(Saved entries)
——————————

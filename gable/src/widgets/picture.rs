// Copyright 2026 the Gable Authors
// SPDX-License-Identifier: Apache-2.0

//! A widget displaying an image.

use std::path::{Path, PathBuf};

use gable_core::core::{
    DrawList, EventCtx, PaintCtx, PointerEvent, PropertyError, PropertyKind, QueryCtx, Texture,
    TextureError, Update, UpdateCtx, Widget, WidgetId, WidgetMut,
};
use gable_core::file::{format_bool, parse_bool, quote_string, unquote_string};
use gable_core::kurbo::{Point, Rect, Size};
use gable_core::util::names_match;
use tracing::{Span, debug, trace_span, warn};

use crate::widgets::clickable::submit_click;

/// A widget displaying an image loaded from a file.
///
/// Relative file names are resolved against the resource path of the
/// [`Gui`](gable_core::app::Gui). The image is stretched to the widget's size;
/// loading an image sets the size to the image's size unless the picture
/// was given a size before.
///
/// Fully transparent pixels are not part of the widget: clicks on them go to
/// the widgets behind it.
///
/// Emits [`Clicked`](super::Clicked) when clicked.
#[derive(Debug, Clone, Default)]
pub struct Picture {
    texture: Option<Texture>,
    filename: PathBuf,
    smooth: bool,
    custom_size: bool,
}

// --- MARK: BUILDERS
impl Picture {
    /// Create a picture without an image.
    ///
    /// Use [`Picture::load`] once the widget is in a [`Gui`](gable_core::app::Gui).
    pub fn new() -> Self {
        Self::default()
    }

    /// Whether an image is loaded.
    pub fn is_loaded(&self) -> bool {
        self.texture.is_some()
    }

    /// The file name the image was loaded from, as it was given.
    pub fn filename(&self) -> &Path {
        &self.filename
    }

    /// The loaded image.
    pub fn texture(&self) -> Option<&Texture> {
        self.texture.as_ref()
    }

    /// Whether the image is smoothed when it is stretched.
    ///
    /// This is always `false` for a picture without an image.
    pub fn is_smooth(&self) -> bool {
        if self.texture.is_none() {
            warn!("Picture::is_smooth called before an image was loaded");
            return false;
        }
        self.smooth
    }

    fn load_file(&mut self, ctx: &mut UpdateCtx<'_>, path: &Path) -> Result<(), TextureError> {
        match ctx.load_texture(path) {
            Ok(texture) => {
                debug!("Picture {} loaded {}", ctx.widget_id(), path.display());
                if !self.custom_size {
                    ctx.set_size(texture.size());
                }
                self.texture = Some(texture);
                self.filename = path.to_path_buf();
                Ok(())
            }
            Err(err) => {
                self.unload();
                ctx.set_size(Size::ZERO);
                Err(err)
            }
        }
    }

    fn unload(&mut self) {
        self.texture = None;
        self.filename = PathBuf::new();
        self.smooth = false;
        self.custom_size = false;
    }
}

// --- MARK: WIDGETMUT
impl Picture {
    /// Load an image, replacing the current one.
    ///
    /// The widget takes the size of the image. On failure, the picture is left
    /// without an image and with an empty size.
    pub fn load(this: &mut WidgetMut<'_, Self>, path: impl AsRef<Path>) -> Result<(), TextureError> {
        let path = path.as_ref();
        match this.ctx.load_texture(path) {
            Ok(texture) => {
                debug!("Picture {} loaded {}", this.ctx.widget_id(), path.display());
                this.ctx.set_size(texture.size());
                this.widget.texture = Some(texture);
                this.widget.filename = path.to_path_buf();
                this.widget.custom_size = false;
                Ok(())
            }
            Err(err) => {
                this.widget.unload();
                this.ctx.set_size(Size::ZERO);
                Err(err)
            }
        }
    }

    /// Choose whether the image is smoothed when it is stretched.
    ///
    /// Ignored when no image is loaded.
    pub fn set_smooth(this: &mut WidgetMut<'_, Self>, smooth: bool) {
        if this.widget.texture.is_none() {
            warn!("Picture::set_smooth called before an image was loaded");
            return;
        }
        this.widget.smooth = smooth;
    }
}

// --- MARK: IMPL WIDGET
impl Widget for Picture {
    fn on_pointer_event(&mut self, ctx: &mut EventCtx<'_>, event: &PointerEvent) {
        submit_click(ctx, event);
    }

    fn update(&mut self, ctx: &mut UpdateCtx<'_>, event: &Update) {
        if let Update::SizeChanged(_) = event {
            if self.texture.is_none() && !ctx.is_loading_widgets() {
                warn!(
                    "Picture {} was given a size before an image was loaded",
                    ctx.widget_id()
                );
            }
            self.custom_size = true;
        }
    }

    fn paint(&self, ctx: &PaintCtx<'_>, scene: &mut DrawList) {
        if let Some(texture) = &self.texture {
            let rect = Rect::from_origin_size(Point::ORIGIN, ctx.size());
            scene.texture(texture, rect, self.smooth);
        }
    }

    fn hit_test(&self, ctx: &QueryCtx<'_>, pos: Point) -> bool {
        let Some(texture) = &self.texture else {
            return false;
        };
        let size = ctx.size();
        if !Rect::from_origin_size(Point::ORIGIN, size).contains(pos) {
            return false;
        }
        let pixels = texture.size();
        let x = pos.x * pixels.width / size.width;
        let y = pos.y * pixels.height / size.height;
        #[expect(
            clippy::cast_possible_truncation,
            reason = "Position was checked to be inside the image."
        )]
        let (x, y) = (x as u32, y as u32);
        !texture.is_transparent_pixel(x, y)
    }

    fn set_property(
        &mut self,
        ctx: &mut UpdateCtx<'_>,
        name: &str,
        value: &str,
    ) -> Result<bool, PropertyError> {
        if names_match(name, "Filename") {
            let path = PathBuf::from(unquote_string(value)?);
            if let Err(err) = self.load_file(ctx, &path) {
                warn!("{err}");
                return Err(PropertyError::invalid("image file", value));
            }
        } else if names_match(name, "Smooth") {
            let smooth = parse_bool(value)?;
            if self.texture.is_some() {
                self.smooth = smooth;
            }
        } else {
            return Ok(false);
        }
        Ok(true)
    }

    fn get_property(&self, _ctx: &QueryCtx<'_>, name: &str) -> Option<String> {
        self.texture.as_ref()?;
        if names_match(name, "Filename") {
            Some(quote_string(&self.filename.to_string_lossy()))
        } else if names_match(name, "Smooth") {
            Some(format_bool(self.smooth))
        } else {
            None
        }
    }

    fn property_list(&self) -> Vec<(&'static str, PropertyKind)> {
        vec![("Filename", PropertyKind::Path), ("Smooth", PropertyKind::Bool)]
    }

    fn make_trace_span(&self, id: WidgetId) -> Span {
        trace_span!("Picture", id = id.trace())
    }

    fn get_debug_text(&self) -> Option<String> {
        Some(self.filename.display().to_string())
    }
}

// --- MARK: TESTS
#[cfg(test)]
mod tests {
    use assert_matches::assert_matches;
    use gable_core::app::GuiOptions;
    use gable_core::core::{DrawCommand, PointerButton};
    use gable_testing::TestHarness;
    use image::{Rgba, RgbaImage};
    use tempfile::TempDir;

    use super::*;
    use crate::default_factory;
    use crate::theme::default_theme;
    use crate::widgets::Clicked;

    /// A 4x2 image whose right half is transparent.
    fn write_image(dir: &TempDir, name: &str) {
        let image = RgbaImage::from_fn(4, 2, |x, _| {
            if x < 2 {
                Rgba([255, 0, 0, 255])
            } else {
                Rgba([0, 0, 0, 0])
            }
        });
        image.save(dir.path().join(name)).unwrap();
    }

    fn harness(dir: &TempDir) -> TestHarness {
        let options = GuiOptions::default().with_resource_path(dir.path());
        TestHarness::create_with(default_theme(), default_factory(), options)
    }

    fn load(harness: &mut TestHarness, id: WidgetId, path: &str) -> Result<(), TextureError> {
        harness.edit_widget(id, |mut picture| {
            Picture::load(&mut picture.downcast(), path)
        })
    }

    #[test]
    fn load_sets_size() {
        let dir = tempfile::tempdir().unwrap();
        write_image(&dir, "image.png");
        let mut harness = harness(&dir);
        let id = harness.add(Picture::new(), "picture");
        assert_eq!(harness.get_widget(id).ctx().size(), Size::ZERO);

        load(&mut harness, id, "image.png").unwrap();
        let widget = harness.get_widget(id);
        assert_eq!(widget.ctx().size(), Size::new(4., 2.));
        assert_eq!(
            widget.get_property("Filename").as_deref(),
            Some("\"image.png\"")
        );
        assert!(widget.downcast::<Picture>().unwrap().is_loaded());
    }

    #[test]
    fn failed_load_unloads() {
        let dir = tempfile::tempdir().unwrap();
        write_image(&dir, "image.png");
        let mut harness = harness(&dir);
        let id = harness.add(Picture::new(), "picture");
        load(&mut harness, id, "image.png").unwrap();

        assert_matches!(
            load(&mut harness, id, "missing.png"),
            Err(TextureError::Image { .. })
        );
        let widget = harness.get_widget(id);
        assert!(!widget.downcast::<Picture>().unwrap().is_loaded());
        assert_eq!(widget.ctx().size(), Size::ZERO);
        assert_eq!(widget.get_property("Filename"), None);

        assert_matches!(load(&mut harness, id, ""), Err(TextureError::EmptyPath));
    }

    #[test]
    fn transparent_pixels_are_not_hit() {
        let dir = tempfile::tempdir().unwrap();
        write_image(&dir, "image.png");
        let mut harness = harness(&dir);
        let id = harness.add(Picture::new(), "picture");
        load(&mut harness, id, "image.png").unwrap();
        harness.edit_widget(id, |mut picture| picture.set_size(Size::new(40., 20.)));

        harness.mouse_move((10., 10.));
        assert_eq!(harness.hovered_widget(), Some(id));
        harness.mouse_move((30., 10.));
        assert_eq!(harness.hovered_widget(), None);
    }

    #[test]
    fn click_emits_action() {
        let dir = tempfile::tempdir().unwrap();
        write_image(&dir, "image.png");
        let mut harness = harness(&dir);
        let id = harness.add(Picture::new(), "picture");
        load(&mut harness, id, "image.png").unwrap();
        harness.edit_widget(id, |mut picture| picture.set_size(Size::new(40., 20.)));

        harness.mouse_move((5., 5.));
        harness.mouse_button_press(PointerButton::Left);
        harness.mouse_button_release(PointerButton::Left);
        assert_eq!(
            harness.pop_action::<Clicked>(),
            Some((Clicked { pos: Point::new(5., 5.) }, id))
        );
    }

    #[test]
    fn smooth_needs_an_image() {
        let dir = tempfile::tempdir().unwrap();
        write_image(&dir, "image.png");
        let mut harness = harness(&dir);
        let id = harness.add(Picture::new(), "picture");

        harness.edit_widget(id, |mut picture| {
            Picture::set_smooth(&mut picture.downcast(), true);
        });
        let picture = harness.get_widget(id);
        assert!(!picture.downcast::<Picture>().unwrap().is_smooth());

        load(&mut harness, id, "image.png").unwrap();
        harness.edit_widget(id, |mut picture| {
            Picture::set_smooth(&mut picture.downcast(), true);
        });
        let scene = harness.draw();
        assert!(scene.commands().iter().any(|command| matches!(
            command,
            DrawCommand::Texture { smooth: true, .. }
        )));
    }

    #[test]
    fn filename_property_keeps_explicit_size() {
        let dir = tempfile::tempdir().unwrap();
        write_image(&dir, "image.png");
        let mut harness = harness(&dir);
        let id = harness.add(Picture::new(), "picture");
        harness.edit_widget(id, |mut picture| picture.set_size(Size::new(8., 8.)));
        harness
            .gui_mut()
            .set_widget_property(id, "Filename", "\"image.png\"")
            .unwrap();
        assert_eq!(harness.get_widget(id).ctx().size(), Size::new(8., 8.));

        assert!(
            harness
                .gui_mut()
                .set_widget_property(id, "Filename", "\"nope.png\"")
                .is_err()
        );
    }

    #[test]
    fn loads_from_widget_file_with_saved_size() {
        let dir = tempfile::tempdir().unwrap();
        write_image(&dir, "image.png");
        let mut harness = harness(&dir);
        let id = harness.add(Picture::new(), "picture");
        load(&mut harness, id, "image.png").unwrap();
        harness.edit_widget(id, |mut picture| picture.set_size(Size::new(40., 20.)));
        let saved = harness.gui().save_widgets_to_string();

        // The saved size comes before the file name.
        let size = saved.find("Size").unwrap();
        assert!(size < saved.find("Filename").unwrap());

        let mut other = self::harness(&dir);
        other.gui_mut().load_widgets_from_str(&saved, false).unwrap();
        let loaded = other.gui().get("picture").unwrap();
        let widget = other.get_widget(loaded);
        assert!(widget.downcast::<Picture>().unwrap().is_loaded());
        assert_eq!(widget.ctx().size(), Size::new(40., 20.));
        assert_eq!(other.gui().save_widgets_to_string(), saved);
    }

    #[test]
    fn resource_path_can_change() {
        let dir = tempfile::tempdir().unwrap();
        write_image(&dir, "image.png");
        let mut harness = TestHarness::create(default_theme(), default_factory());
        let id = harness.add(Picture::new(), "picture");
        assert!(load(&mut harness, id, "image.png").is_err());

        harness.gui_mut().set_resource_path(dir.path());
        load(&mut harness, id, "image.png").unwrap();
    }
}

——————————

Task details »
Return, with no change at all, every line in the entries above from the line containing "#[cfg(test)]" through the line containing "fn harness(dir: &TempDir)".

Task output »
#[cfg(test)]
mod tests {
    use assert_matches::assert_matches;
    use gable_core::app::GuiOptions;
    use gable_core::core::{DrawCommand, PointerButton};
    use gable_testing::TestHarness;
    use image::{Rgba, RgbaImage};
    use tempfile::TempDir;

    use super::*;
    use crate::default_factory;
    use crate::theme::default_theme;
    use crate::widgets::Clicked;

    /// A 4x2 image whose right half is transparent.
    fn write_image(dir: &TempDir, name: &str) {
        let image = RgbaImage::from_fn(4, 2, |x, _| {
            if x < 2 {
                Rgba([255, 0, 0, 255])
            } else {
                Rgba([0, 0, 0, 0])
            }
        });
        image.save(dir.path().join(name)).unwrap();
    }

    fn harness(dir: &TempDir) -> TestHarness {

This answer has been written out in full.